- _Exercise prompt_
Look through the listing for the string "serde" and copy out every line that holds it.

- _Data supplied_

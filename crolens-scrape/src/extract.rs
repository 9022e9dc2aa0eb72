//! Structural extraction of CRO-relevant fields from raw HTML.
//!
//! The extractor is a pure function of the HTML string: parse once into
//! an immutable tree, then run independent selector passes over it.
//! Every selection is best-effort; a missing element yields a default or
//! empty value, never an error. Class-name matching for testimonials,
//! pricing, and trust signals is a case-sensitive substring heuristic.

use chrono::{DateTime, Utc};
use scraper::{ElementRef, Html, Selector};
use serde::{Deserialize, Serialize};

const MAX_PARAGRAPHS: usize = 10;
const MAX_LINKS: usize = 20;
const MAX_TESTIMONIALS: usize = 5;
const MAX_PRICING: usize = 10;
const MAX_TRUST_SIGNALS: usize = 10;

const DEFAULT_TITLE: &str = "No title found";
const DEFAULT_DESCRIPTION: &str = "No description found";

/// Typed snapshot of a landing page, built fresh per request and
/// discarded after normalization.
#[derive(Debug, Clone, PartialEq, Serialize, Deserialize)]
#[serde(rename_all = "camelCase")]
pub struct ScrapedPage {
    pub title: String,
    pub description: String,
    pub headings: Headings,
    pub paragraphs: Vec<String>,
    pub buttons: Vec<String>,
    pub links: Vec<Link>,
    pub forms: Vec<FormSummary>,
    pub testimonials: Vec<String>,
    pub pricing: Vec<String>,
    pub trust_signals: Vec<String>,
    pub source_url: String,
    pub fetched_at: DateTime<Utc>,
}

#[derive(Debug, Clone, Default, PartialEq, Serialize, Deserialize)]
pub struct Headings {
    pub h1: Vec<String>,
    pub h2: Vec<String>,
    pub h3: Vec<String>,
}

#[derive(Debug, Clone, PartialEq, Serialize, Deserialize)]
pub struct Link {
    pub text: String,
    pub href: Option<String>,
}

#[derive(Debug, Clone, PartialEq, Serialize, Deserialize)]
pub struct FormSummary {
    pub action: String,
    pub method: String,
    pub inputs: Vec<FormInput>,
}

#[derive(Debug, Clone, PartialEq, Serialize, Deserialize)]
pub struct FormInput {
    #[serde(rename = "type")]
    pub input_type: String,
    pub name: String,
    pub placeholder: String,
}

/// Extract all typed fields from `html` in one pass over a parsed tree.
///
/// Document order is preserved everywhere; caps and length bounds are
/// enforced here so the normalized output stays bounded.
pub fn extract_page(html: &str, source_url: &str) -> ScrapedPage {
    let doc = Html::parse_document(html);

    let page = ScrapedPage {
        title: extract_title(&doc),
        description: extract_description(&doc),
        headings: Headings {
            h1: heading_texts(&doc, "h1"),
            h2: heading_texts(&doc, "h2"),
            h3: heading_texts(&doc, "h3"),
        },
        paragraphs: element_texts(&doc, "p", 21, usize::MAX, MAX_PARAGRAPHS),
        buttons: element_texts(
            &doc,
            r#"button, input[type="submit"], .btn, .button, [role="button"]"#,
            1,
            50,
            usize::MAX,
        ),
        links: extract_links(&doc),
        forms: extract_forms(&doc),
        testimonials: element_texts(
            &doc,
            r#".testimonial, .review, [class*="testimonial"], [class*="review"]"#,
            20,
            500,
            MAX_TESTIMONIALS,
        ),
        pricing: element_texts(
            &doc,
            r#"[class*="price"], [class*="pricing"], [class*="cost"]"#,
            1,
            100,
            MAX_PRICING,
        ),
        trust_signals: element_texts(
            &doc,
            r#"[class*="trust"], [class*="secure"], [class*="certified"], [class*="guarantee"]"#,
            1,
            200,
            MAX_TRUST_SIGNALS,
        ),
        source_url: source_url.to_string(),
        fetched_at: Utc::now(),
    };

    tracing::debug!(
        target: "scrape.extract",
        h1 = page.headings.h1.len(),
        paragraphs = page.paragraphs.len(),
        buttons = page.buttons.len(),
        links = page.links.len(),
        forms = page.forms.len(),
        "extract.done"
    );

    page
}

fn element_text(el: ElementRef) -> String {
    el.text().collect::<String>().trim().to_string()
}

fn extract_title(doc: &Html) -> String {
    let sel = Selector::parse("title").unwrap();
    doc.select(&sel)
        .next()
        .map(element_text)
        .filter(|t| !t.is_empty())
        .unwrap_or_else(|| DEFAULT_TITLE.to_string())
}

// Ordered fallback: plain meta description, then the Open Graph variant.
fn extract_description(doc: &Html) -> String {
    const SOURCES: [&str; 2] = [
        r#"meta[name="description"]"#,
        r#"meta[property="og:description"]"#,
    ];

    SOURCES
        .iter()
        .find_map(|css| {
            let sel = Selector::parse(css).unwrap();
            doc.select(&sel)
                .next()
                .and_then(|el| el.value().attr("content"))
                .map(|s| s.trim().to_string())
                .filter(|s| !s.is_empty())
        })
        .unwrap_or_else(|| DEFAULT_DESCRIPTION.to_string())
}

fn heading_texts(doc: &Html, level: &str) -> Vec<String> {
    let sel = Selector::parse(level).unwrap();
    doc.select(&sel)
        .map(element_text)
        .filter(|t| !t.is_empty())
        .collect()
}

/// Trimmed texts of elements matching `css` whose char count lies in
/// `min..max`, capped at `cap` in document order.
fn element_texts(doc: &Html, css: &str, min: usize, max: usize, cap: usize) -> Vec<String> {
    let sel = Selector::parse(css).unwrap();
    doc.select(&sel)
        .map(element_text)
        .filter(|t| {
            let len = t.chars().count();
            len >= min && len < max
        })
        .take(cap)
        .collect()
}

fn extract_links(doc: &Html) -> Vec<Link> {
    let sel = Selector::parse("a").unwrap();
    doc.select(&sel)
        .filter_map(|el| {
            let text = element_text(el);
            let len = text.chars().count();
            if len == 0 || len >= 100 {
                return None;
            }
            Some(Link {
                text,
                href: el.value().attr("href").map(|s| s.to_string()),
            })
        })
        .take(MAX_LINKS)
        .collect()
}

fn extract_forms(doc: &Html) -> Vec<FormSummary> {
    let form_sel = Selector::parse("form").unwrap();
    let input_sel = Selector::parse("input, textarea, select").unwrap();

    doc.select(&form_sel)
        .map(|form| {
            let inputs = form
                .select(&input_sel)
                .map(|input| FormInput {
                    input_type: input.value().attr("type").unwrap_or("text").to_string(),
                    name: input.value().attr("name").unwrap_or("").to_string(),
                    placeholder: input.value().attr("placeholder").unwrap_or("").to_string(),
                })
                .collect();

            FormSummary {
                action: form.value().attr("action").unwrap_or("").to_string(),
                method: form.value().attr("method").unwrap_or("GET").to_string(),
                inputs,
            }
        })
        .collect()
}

- _Finished task_
use serde::{Deserialize, Serialize};
#[serde(rename_all = "camelCase")]
    #[serde(rename = "type")]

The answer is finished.